■ The problem ■
Your answer should be one number: how many lines below hold the word "HashMap".

■ Data for analysis ■
*** Begin section ***
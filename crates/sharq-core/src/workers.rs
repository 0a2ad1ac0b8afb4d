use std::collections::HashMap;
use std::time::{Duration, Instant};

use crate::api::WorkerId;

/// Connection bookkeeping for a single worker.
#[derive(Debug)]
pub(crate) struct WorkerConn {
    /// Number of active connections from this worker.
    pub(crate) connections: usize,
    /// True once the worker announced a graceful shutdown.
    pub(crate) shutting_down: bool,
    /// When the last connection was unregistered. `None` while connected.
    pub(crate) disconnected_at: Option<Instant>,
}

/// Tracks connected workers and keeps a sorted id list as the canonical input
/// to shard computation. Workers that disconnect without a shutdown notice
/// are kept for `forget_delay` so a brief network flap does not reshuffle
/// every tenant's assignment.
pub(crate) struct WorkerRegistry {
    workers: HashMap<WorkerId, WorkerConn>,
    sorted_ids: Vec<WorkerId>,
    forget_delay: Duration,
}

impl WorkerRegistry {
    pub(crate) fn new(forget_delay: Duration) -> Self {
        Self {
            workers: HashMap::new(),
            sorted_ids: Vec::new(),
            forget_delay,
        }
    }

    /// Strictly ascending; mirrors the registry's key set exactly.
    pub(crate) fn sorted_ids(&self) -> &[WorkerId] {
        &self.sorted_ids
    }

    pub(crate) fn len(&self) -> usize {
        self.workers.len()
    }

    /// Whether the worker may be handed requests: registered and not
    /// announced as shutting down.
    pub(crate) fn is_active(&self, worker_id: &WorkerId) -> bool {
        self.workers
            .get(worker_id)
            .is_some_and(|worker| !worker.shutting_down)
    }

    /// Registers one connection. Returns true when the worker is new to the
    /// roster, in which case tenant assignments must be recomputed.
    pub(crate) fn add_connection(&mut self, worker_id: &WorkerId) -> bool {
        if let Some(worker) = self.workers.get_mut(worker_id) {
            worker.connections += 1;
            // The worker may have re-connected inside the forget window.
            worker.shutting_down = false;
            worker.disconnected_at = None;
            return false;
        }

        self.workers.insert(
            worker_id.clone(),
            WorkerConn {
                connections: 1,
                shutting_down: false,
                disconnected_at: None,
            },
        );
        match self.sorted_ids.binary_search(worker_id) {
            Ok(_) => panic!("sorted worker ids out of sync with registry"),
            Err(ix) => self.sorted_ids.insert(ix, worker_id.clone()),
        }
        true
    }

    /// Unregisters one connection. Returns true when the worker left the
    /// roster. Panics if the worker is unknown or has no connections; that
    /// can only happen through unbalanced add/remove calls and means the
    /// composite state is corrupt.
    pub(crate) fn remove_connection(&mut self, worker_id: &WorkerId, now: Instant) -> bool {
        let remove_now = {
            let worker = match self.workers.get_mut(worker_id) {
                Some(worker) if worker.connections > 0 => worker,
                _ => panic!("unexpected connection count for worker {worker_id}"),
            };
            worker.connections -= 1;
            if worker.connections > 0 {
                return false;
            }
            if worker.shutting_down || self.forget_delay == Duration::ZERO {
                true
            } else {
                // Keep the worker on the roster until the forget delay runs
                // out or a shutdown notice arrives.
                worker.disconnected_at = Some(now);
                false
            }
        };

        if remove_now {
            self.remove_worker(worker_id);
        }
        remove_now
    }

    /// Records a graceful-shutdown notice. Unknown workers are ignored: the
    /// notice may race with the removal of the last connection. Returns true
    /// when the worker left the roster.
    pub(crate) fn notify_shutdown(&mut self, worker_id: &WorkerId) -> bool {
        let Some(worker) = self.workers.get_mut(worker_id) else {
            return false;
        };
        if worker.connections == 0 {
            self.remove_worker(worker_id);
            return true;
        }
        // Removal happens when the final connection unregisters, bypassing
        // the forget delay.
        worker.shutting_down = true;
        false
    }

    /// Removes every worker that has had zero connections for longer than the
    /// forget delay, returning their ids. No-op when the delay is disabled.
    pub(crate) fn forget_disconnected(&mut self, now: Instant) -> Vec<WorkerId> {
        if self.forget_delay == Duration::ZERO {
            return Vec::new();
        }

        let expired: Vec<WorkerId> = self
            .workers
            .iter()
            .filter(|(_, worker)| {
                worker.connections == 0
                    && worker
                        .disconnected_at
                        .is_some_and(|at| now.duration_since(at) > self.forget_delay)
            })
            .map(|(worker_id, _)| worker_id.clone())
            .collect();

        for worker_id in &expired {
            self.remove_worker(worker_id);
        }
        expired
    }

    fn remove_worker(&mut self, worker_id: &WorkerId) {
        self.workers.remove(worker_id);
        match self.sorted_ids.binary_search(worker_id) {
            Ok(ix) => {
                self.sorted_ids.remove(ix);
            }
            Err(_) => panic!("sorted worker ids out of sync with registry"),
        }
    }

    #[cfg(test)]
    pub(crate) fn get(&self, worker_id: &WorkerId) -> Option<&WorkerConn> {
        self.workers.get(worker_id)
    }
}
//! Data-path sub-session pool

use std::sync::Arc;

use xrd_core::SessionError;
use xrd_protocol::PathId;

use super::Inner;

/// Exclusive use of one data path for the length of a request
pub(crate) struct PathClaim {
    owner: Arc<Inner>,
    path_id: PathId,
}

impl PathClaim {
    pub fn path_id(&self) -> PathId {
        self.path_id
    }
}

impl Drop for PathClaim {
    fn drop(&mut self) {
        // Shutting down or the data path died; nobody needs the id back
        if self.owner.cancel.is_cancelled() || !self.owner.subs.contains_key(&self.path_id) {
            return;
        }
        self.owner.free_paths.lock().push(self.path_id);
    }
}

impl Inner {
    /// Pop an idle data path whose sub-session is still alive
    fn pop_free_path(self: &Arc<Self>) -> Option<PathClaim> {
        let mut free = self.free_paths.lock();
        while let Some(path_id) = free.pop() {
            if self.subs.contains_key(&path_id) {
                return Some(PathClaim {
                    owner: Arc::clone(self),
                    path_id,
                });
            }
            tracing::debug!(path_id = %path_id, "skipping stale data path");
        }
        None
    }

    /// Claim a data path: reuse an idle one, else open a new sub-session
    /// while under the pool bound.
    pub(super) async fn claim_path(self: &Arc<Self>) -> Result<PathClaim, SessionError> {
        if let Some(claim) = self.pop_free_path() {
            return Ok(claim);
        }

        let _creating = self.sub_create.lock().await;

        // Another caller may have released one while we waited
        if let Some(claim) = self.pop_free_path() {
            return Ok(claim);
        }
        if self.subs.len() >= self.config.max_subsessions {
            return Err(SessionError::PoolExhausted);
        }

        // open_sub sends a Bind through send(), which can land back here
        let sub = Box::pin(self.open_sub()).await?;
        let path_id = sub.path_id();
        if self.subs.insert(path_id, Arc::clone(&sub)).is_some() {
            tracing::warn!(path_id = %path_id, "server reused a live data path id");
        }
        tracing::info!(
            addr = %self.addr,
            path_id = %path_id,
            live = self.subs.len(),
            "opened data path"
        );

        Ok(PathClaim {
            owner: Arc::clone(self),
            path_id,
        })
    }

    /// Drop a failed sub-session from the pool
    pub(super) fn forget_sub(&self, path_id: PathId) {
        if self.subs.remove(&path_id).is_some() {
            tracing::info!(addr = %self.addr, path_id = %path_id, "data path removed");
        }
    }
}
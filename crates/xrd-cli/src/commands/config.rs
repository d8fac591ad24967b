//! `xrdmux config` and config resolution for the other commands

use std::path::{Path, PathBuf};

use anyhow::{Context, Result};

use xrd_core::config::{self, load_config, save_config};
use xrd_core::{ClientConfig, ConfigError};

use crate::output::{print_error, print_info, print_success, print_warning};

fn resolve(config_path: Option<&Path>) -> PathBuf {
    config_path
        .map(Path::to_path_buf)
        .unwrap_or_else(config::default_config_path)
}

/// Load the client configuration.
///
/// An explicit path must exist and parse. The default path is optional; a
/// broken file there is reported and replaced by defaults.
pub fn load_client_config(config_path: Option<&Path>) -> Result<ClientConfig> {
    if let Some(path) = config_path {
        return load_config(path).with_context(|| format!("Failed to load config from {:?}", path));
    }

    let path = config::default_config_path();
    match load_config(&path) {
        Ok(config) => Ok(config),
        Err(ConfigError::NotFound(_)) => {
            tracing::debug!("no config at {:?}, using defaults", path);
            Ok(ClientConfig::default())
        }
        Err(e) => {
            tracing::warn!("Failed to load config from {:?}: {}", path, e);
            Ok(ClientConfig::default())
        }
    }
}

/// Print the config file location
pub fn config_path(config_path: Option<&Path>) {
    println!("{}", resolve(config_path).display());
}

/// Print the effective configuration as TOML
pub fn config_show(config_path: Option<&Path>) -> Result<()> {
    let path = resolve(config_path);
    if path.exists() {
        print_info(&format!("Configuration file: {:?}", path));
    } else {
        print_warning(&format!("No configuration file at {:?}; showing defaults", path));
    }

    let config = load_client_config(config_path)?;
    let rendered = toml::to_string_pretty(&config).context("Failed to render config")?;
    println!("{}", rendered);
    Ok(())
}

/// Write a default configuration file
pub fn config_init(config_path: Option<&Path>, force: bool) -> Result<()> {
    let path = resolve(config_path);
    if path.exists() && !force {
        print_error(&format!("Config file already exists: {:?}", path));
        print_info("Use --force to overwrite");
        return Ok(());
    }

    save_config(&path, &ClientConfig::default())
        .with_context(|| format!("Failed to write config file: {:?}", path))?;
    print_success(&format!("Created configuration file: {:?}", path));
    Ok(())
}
*** End section ***
■ Solved exercise ■
3